:: DATA TO PROCESS
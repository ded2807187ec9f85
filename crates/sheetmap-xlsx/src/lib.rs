//! # sheetmap-xlsx
//!
//! XLSX (Office Open XML) reader for sheetmap.

pub mod error;
pub mod reader;

mod cell;
mod date_format;
mod matrix;
mod package;
mod shared_strings;
mod styles;

pub use date_format::DateFormatOptions;
pub use error::{XlsxError, XlsxResult};
pub use package::{SheetInfo, WorkbookProperties};
pub use reader::{ReadOptions, SheetData, SheetSelector, XlsxReader};
//! Cell references and sheet dimensions

use crate::error::{Error, Result};
use std::fmt;
use std::str::FromStr;

/// A cell position (e.g. the "AA2091" in a worksheet's `r` attribute).
///
/// Both `row` and `column` are 1-based, matching spreadsheet conventions:
/// "A1" is `{ row: 1, column: 1 }`.
#[derive(Debug, Clone, Copy, PartialEq, Eq, Hash)]
pub struct CellRef {
    /// Row number (1-based)
    pub row: u32,
    /// Column number (1-based, A=1, B=2, ..., Z=26, AA=27)
    pub column: u32,
}

impl CellRef {
    /// Create a new cell reference
    pub fn new(row: u32, column: u32) -> Self {
        Self { row, column }
    }

    /// Parse a reference from A1-style notation.
    ///
    /// # Examples
    /// ```
    /// use sheetmap_core::CellRef;
    ///
    /// let r = CellRef::parse("A1").unwrap();
    /// assert_eq!(r.row, 1);
    /// assert_eq!(r.column, 1);
    ///
    /// let r = CellRef::parse("AA2091").unwrap();
    /// assert_eq!(r.row, 2091);
    /// assert_eq!(r.column, 27);
    /// ```
    pub fn parse(s: &str) -> Result<Self> {
        let s = s.trim();
        if s.is_empty() {
            return Err(Error::InvalidReference("empty reference".into()));
        }

        // Split the reference into its leading letters and trailing digits.
        let bytes = s.as_bytes();
        let mut pos = 0;
        while pos < bytes.len() && bytes[pos].is_ascii_alphabetic() {
            pos += 1;
        }

        if pos == 0 {
            return Err(Error::InvalidReference(format!(
                "no column letters in '{}'",
                s
            )));
        }

        let column = Self::letters_to_column(&s[..pos])?;

        let row_str = &s[pos..];
        if row_str.is_empty() {
            return Err(Error::InvalidReference(format!("no row number in '{}'", s)));
        }

        let row: u32 = row_str
            .parse()
            .map_err(|_| Error::InvalidReference(format!("invalid row number in '{}'", s)))?;

        if row == 0 {
            return Err(Error::InvalidReference(format!(
                "row number must be >= 1 in '{}'",
                s
            )));
        }

        Ok(Self { row, column })
    }

    /// Convert column letters to a 1-based column number (A = 1, Z = 26, AA = 27, etc.).
    ///
    /// Spreadsheet column naming has no "zero" digit, unlike pure base-26:
    /// after Z comes AA, not BA.
    pub fn letters_to_column(letters: &str) -> Result<u32> {
        if letters.is_empty() {
            return Err(Error::InvalidReference("empty column letters".into()));
        }

        let mut column: u32 = 0;
        for c in letters.chars() {
            if !c.is_ascii_alphabetic() {
                return Err(Error::InvalidReference(format!(
                    "invalid column letter '{}'",
                    c
                )));
            }
            column = column * 26 + (c.to_ascii_uppercase() as u32 - 'A' as u32 + 1);
        }

        Ok(column)
    }

    /// Convert a 1-based column number to letters (1 = A, 26 = Z, 27 = AA, etc.)
    pub fn column_to_letters(column: u32) -> String {
        let mut result = String::new();
        let mut n = column;

        while n > 0 {
            n -= 1;
            let c = ((n % 26) as u8 + b'A') as char;
            result.insert(0, c);
            n /= 26;
        }

        result
    }

    /// Format as an A1-style string
    pub fn to_a1_string(&self) -> String {
        format!("{}{}", Self::column_to_letters(self.column), self.row)
    }
}

impl fmt::Display for CellRef {
    fn fmt(&self, f: &mut fmt::Formatter<'_>) -> fmt::Result {
        write!(f, "{}", self.to_a1_string())
    }
}

impl FromStr for CellRef {
    type Err = Error;

    fn from_str(s: &str) -> Result<Self> {
        Self::parse(s)
    }
}

/// The rectangular bounding box of a sheet's non-empty cells.
///
/// Either declared by the worksheet (`<dimension ref="A1:C20"/>`) or computed
/// from the cells actually present.
#[derive(Debug, Clone, Copy, PartialEq, Eq, Hash)]
pub struct Dimensions {
    /// Top-left corner
    pub start: CellRef,
    /// Bottom-right corner
    pub end: CellRef,
}

impl Dimensions {
    /// Create dimensions from two corners
    pub fn new(start: CellRef, end: CellRef) -> Self {
        Self { start, end }
    }

    /// Parse a dimension reference such as "A1:C20".
    ///
    /// A single-cell reference ("A1") is valid and normalizes to a degenerate
    /// pair: Apache POI, for one, writes "A1" instead of "A1:A1".
    pub fn parse(s: &str) -> Result<Self> {
        let s = s.trim();

        let corner = |e: Error| Error::InvalidDimensions(format!("'{}': {}", s, e));

        if let Some(colon) = s.find(':') {
            let start = CellRef::parse(&s[..colon]).map_err(corner)?;
            let end = CellRef::parse(&s[colon + 1..]).map_err(corner)?;
            Ok(Self { start, end })
        } else {
            let single = CellRef::parse(s).map_err(corner)?;
            Ok(Self {
                start: single,
                end: single,
            })
        }
    }

    /// Compute the bounding box of a set of cell references.
    ///
    /// Returns `None` for an empty set.
    pub fn bounding_box<'a, I>(refs: I) -> Option<Self>
    where
        I: IntoIterator<Item = &'a CellRef>,
    {
        let mut refs = refs.into_iter();
        let first = refs.next()?;

        let mut min = *first;
        let mut max = *first;
        for r in refs {
            min.row = min.row.min(r.row);
            min.column = min.column.min(r.column);
            max.row = max.row.max(r.row);
            max.column = max.column.max(r.column);
        }

        Some(Self {
            start: min,
            end: max,
        })
    }

    /// Number of rows covered
    pub fn row_count(&self) -> u32 {
        self.end.row - self.start.row + 1
    }

    /// Number of columns covered
    pub fn column_count(&self) -> u32 {
        self.end.column - self.start.column + 1
    }

    /// Check whether a cell falls inside this box
    pub fn contains(&self, r: &CellRef) -> bool {
        r.row >= self.start.row
            && r.row <= self.end.row
            && r.column >= self.start.column
            && r.column <= self.end.column
    }
}

impl fmt::Display for Dimensions {
    fn fmt(&self, f: &mut fmt::Formatter<'_>) -> fmt::Result {
        if self.start == self.end {
            write!(f, "{}", self.start)
        } else {
            write!(f, "{}:{}", self.start, self.end)
        }
    }
}

impl FromStr for Dimensions {
    type Err = Error;

    fn from_str(s: &str) -> Result<Self> {
        Self::parse(s)
    }
}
::::
WHAT NEEDS TO BE DONE
Select every line in the records above that contains the word "covered".

YOUR SOLUTION
    /// Number of rows covered
    /// Number of columns covered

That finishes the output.